(Stored data entries)
◇ ◇ ◇
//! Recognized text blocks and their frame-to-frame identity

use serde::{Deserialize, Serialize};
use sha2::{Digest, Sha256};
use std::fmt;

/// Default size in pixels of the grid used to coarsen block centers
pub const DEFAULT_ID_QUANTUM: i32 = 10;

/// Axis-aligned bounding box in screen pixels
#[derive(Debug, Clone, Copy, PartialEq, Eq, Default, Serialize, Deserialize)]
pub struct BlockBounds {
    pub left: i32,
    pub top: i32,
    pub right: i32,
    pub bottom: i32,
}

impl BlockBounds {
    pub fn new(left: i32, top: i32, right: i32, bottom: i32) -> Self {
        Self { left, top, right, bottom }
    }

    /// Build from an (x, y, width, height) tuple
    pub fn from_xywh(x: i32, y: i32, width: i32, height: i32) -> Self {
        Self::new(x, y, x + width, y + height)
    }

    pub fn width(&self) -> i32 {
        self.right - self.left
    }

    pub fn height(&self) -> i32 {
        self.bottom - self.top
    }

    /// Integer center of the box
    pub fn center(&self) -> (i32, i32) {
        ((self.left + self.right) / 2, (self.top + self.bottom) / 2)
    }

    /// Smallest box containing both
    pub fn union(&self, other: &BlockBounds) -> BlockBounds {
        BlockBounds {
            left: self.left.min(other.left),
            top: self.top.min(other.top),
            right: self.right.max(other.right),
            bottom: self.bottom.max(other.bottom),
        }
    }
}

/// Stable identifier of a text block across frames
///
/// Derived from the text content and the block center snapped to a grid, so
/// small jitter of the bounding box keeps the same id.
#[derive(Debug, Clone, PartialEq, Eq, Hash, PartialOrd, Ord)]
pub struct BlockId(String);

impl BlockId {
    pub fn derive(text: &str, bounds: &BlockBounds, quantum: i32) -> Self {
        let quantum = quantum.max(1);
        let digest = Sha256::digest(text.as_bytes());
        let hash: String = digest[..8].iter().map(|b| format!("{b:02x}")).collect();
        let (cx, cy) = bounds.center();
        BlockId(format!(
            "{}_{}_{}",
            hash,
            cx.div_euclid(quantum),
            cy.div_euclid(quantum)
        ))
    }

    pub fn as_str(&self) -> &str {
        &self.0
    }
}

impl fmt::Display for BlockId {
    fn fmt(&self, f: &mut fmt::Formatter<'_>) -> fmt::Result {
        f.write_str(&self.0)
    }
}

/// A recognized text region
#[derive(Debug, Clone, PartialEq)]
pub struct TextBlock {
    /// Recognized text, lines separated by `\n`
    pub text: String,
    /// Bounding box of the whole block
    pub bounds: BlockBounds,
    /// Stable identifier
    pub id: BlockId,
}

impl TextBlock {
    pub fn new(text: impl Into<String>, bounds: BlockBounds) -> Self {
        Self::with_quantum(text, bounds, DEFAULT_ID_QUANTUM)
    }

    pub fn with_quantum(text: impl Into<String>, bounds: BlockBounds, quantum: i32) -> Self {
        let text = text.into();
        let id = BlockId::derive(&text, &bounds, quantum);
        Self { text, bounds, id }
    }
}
◇ ◇ ◇
*Task objective*. In how many lines of the data above does the word "Deserialize" occur? Only the number is wanted.

*Response*. 2